SELECT TOP 100 targetid, rv_adop, feh
FROM desi_dr1.mws
WHERE success = 'True'
""")
df = job.get_results().to_pandas()
For large jobs, use async:
job = tap.launch_job_async("""
SELECT targetid, target_ra, target_dec, rv_adop, feh, logg, teff
FROM desi_dr1.mws
WHERE CONTAINS(
POINT('ICRS', target_ra, target_dec),
CIRCLE('ICRS', 153.26, -1.61, 1.5)
) = 1
AND success = 'True'
AND rvs_warn = 0
""")
job.wait_for_job_end()
df = job.get_results().to_pandas()
Gaia also has a dedicated helper:
from astroquery.gaia import Gaia
Gaia.MAIN_GAIA_TABLE = "gaiadr3.gaia_source"

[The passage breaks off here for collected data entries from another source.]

use thiserror::Error;

#[derive(Error, Debug)]
pub enum DofError {
    #[error("IO error: {0}")]
    Io(#[from] std::io::Error),
    #[error("Invalid configuration: {0}")]
    Config(String),
}

pub type Result<T> = std::result::Result<T, DofError>;

/// Measurement system for on-screen formatting and scale marks
#[derive(Debug, Clone, Copy, PartialEq, Eq, Default)]
#[cfg_attr(feature = "serde", derive(serde::Serialize, serde::Deserialize))]
pub enum UnitSystem {
    /// Feet and inches
    #[default]
    Imperial,
    /// Meters and centimeters
    Metric,
}

/// Sensor formats and their depth-of-field constants
#[derive(Debug, Clone, Copy, PartialEq)]
pub enum SensorFormat {
    Webcam,
    Smartphone,
    /// 35mm full frame (24×36mm)
    FullFrame35,
    ApsC,
    MicroFourThirds,
    MediumFormat,
    LargeFormat,
    Custom {
        circle_of_confusion_mm: f64,
        sensor_height_mm: f64,
    },
}

impl SensorFormat {
    /// Every named format, in picker order
    pub const ALL: [SensorFormat; 7] = [
        SensorFormat::Webcam,
        SensorFormat::Smartphone,
        SensorFormat::FullFrame35,
        SensorFormat::ApsC,
        SensorFormat::MicroFourThirds,
        SensorFormat::MediumFormat,
        SensorFormat::LargeFormat,
    ];

    /// Largest blur spot still perceived as a point (mm)
    pub fn circle_of_confusion_mm(self) -> f64 {
        match self {
            SensorFormat::Webcam => 0.002,
            SensorFormat::Smartphone => 0.002,
            SensorFormat::FullFrame35 => 0.029,
            SensorFormat::ApsC => 0.019,
            SensorFormat::MicroFourThirds => 0.015,
            SensorFormat::MediumFormat => 0.043,
            SensorFormat::LargeFormat => 0.1,
            SensorFormat::Custom {
                circle_of_confusion_mm,
                ..
            } => circle_of_confusion_mm,
        }
    }

    /// Vertical sensor dimension (mm), used for the field-of-view angle
    pub fn sensor_height_mm(self) -> f64 {
        match self {
            SensorFormat::Webcam => 3.6,
            SensorFormat::Smartphone => 7.3,
            SensorFormat::FullFrame35 => 24.0,
            SensorFormat::ApsC => 15.6,
            SensorFormat::MicroFourThirds => 13.0,
            SensorFormat::MediumFormat => 33.0,
            SensorFormat::LargeFormat => 102.0,
            SensorFormat::Custom {
                sensor_height_mm, ..
            } => sensor_height_mm,
        }
    }

    /// Display name, also the lookup key for [`SensorFormat::from_name`]
    pub fn name(self) -> &'static str {
        match self {
            SensorFormat::Webcam => "Webcam",
            SensorFormat::Smartphone => "Smartphone",
            SensorFormat::FullFrame35 => "35mm (full frame)",
            SensorFormat::ApsC => "APS-C",
            SensorFormat::MicroFourThirds => "Micro Four Thirds",
            SensorFormat::MediumFormat => "Medium Format",
            SensorFormat::LargeFormat => "Large Format",
            SensorFormat::Custom { .. } => "Custom",
        }
    }

    /// Look up a named format; `None` for unknown names (a configuration
    /// error on the caller's side, not a condition the engine recovers from)
    pub fn from_name(name: &str) -> Option<Self> {
        SensorFormat::ALL.iter().copied().find(|f| f.name() == name)
    }
}

/// Camera setup for one depth-of-field computation. All distances are
/// millimeters; all fields must be positive (aperture and circle of
/// confusion are divisors).
#[derive(Debug, Clone, Copy, PartialEq)]
#[cfg_attr(feature = "serde", derive(serde::Serialize, serde::Deserialize))]
pub struct CameraConfig {
    pub focal_length_mm: f64,
    pub aperture: f64,
    pub circle_of_confusion_mm: f64,
    pub subject_distance_mm: f64,
}

impl Default for CameraConfig {
    fn default() -> Self {
        // 50mm f/1.8 on full frame, subject 72in away
        Self {
            focal_length_mm: 50.0,
            aperture: 1.8,
            circle_of_confusion_mm: 0.029,
            subject_distance_mm: 1828.8,
        }
    }
}

impl CameraConfig {
    /// Validate the configuration
    pub fn validate(&self) -> Result<()> {
        if self.focal_length_mm <= 0.0 {
            return Err(DofError::Config(
                "Focal length must be positive".to_string(),
            ));
        }
        if self.aperture <= 0.0 {
            return Err(DofError::Config("Aperture must be positive".to_string()));
        }
        if self.circle_of_confusion_mm <= 0.0 {
            return Err(DofError::Config(
                "Circle of confusion must be positive".to_string(),
            ));
        }
        if self.subject_distance_mm <= 0.0 {
            return Err(DofError::Config(
                "Subject distance must be positive".to_string(),
            ));
        }
        Ok(())
    }
}

/// Far focus limit. Once the subject sits at or beyond the hyperfocal
/// distance the far denominator goes non-positive, which means everything
/// past the near limit is acceptably sharp; that outcome is a distinct
/// variant rather than a negative or divergent number.
#[derive(Debug, Clone, Copy, PartialEq)]
pub enum FarLimit {
    /// Far limit at a concrete distance
    Finite(f64),
    /// Everything beyond the near limit is in focus
    Infinite,
}

impl FarLimit {
    pub fn is_infinite(self) -> bool {
        matches!(self, FarLimit::Infinite)
    }

    /// The distance when finite
    pub fn finite(self) -> Option<f64> {
        match self {
            FarLimit::Finite(d) => Some(d),
            FarLimit::Infinite => None,
        }
    }

    /// Apply a unit conversion to the finite case
    pub fn map(self, f: impl FnOnce(f64) -> f64) -> FarLimit {
        match self {
            FarLimit::Finite(d) => FarLimit::Finite(f(d)),
            FarLimit::Infinite => FarLimit::Infinite,
        }
    }
}

/// Computed depth-of-field quantities, in millimeters. Derived from a
/// [`CameraConfig`] on every input change and never persisted.
#[derive(Debug, Clone, Copy, PartialEq)]
pub struct DofResult {
    /// Focus distance beyond which everything up to infinity is sharp
    pub hyperfocal_mm: f64,
    pub near_limit_mm: f64,
    pub far_limit: FarLimit,
    /// Vertical field of view, degrees in (0, 180)
    pub vertical_fov_degrees: f64,
}

/// Fixed display window for the distance scale, in inches
#[derive(Debug, Clone, Copy, PartialEq)]
#[cfg_attr(feature = "serde", derive(serde::Serialize, serde::Deserialize))]
pub struct DisplayBounds {
    pub min_inches: f64,
    pub max_inches: f64,
}

impl Default for DisplayBounds {
    fn default() -> Self {
        // 0 to 30 feet
        Self {
            min_inches: 0.0,
            max_inches: 360.0,
        }
    }
}

/// Near/far focus limits bounded into the display window. Always satisfies
/// `min_inches <= near_inches <= far_inches <= max_inches`.
#[derive(Debug, Clone, Copy, PartialEq)]
pub struct FocusWindow {
    pub near_inches: f64,
    pub far_inches: f64,
}

/// One labeled tick on the distance scale
#[derive(Debug, Clone, PartialEq)]
pub struct ScaleMark {
    pub position_inches: f64,
    pub label: String,
}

job = Gaia.launch_job_async("""
SELECT source_id, ra, dec, parallax, pmra, pmdec, phot_g_mean_mag
FROM gaiadr3.gaia_source
WHERE CONTAINS(
POINT('ICRS', ra, dec),
CIRCLE('ICRS', 153.26, -1.61, 1.5)
) = 1
AND parallax < 0.5
""")
df = job.get_results().to_pandas()
Python with pyvo
pyvo is lower level, but it is very useful when you want direct control over IVOA services:
import pyvo
service = pyvo.dal.TAPService("https://gea.esac.esa.int/tap-server/tap")
results = service.search("""
SELECT TOP 1000 source_id, ra, dec, parallax
FROM gaiadr3.gaia_source
WHERE parallax > 10
""")
df = results.to_table().to_pandas()
It also supports other VO protocols such as cone search, spectral access and image access.
TOPCAT
TOPCAT is still one of the best tools for interactive catalog work. It has a TAP tab, autocompletes tables and columns, does spatial matching, plots results and exports FITS, CSV and VOTable files. If I am exploring a new archive, I often start in TOPCAT and move the final query to Python later.
Common errors
| Error | Usual cause | Fix |
|---|---|---|
OverflowError: query exceeded row limit |
Result is too large | Add TOP or stronger filters |
400 Bad Request |
Invalid ADQL | Check quotes, geometry syntax and TOP |
| Timeout | Query is too slow | Use async TAP |
| Wrong coordinate column names | Table schemas vary | Inspect /tables first |
CONTAINS gives no rows |
Region is outside the footprint | Test with TOP 10 without geometry first |
TAP is not glamorous, but it is one of those boring standards that quietly makes modern astronomy possible. Once you get comfortable with it, the web becomes a giant astronomical database.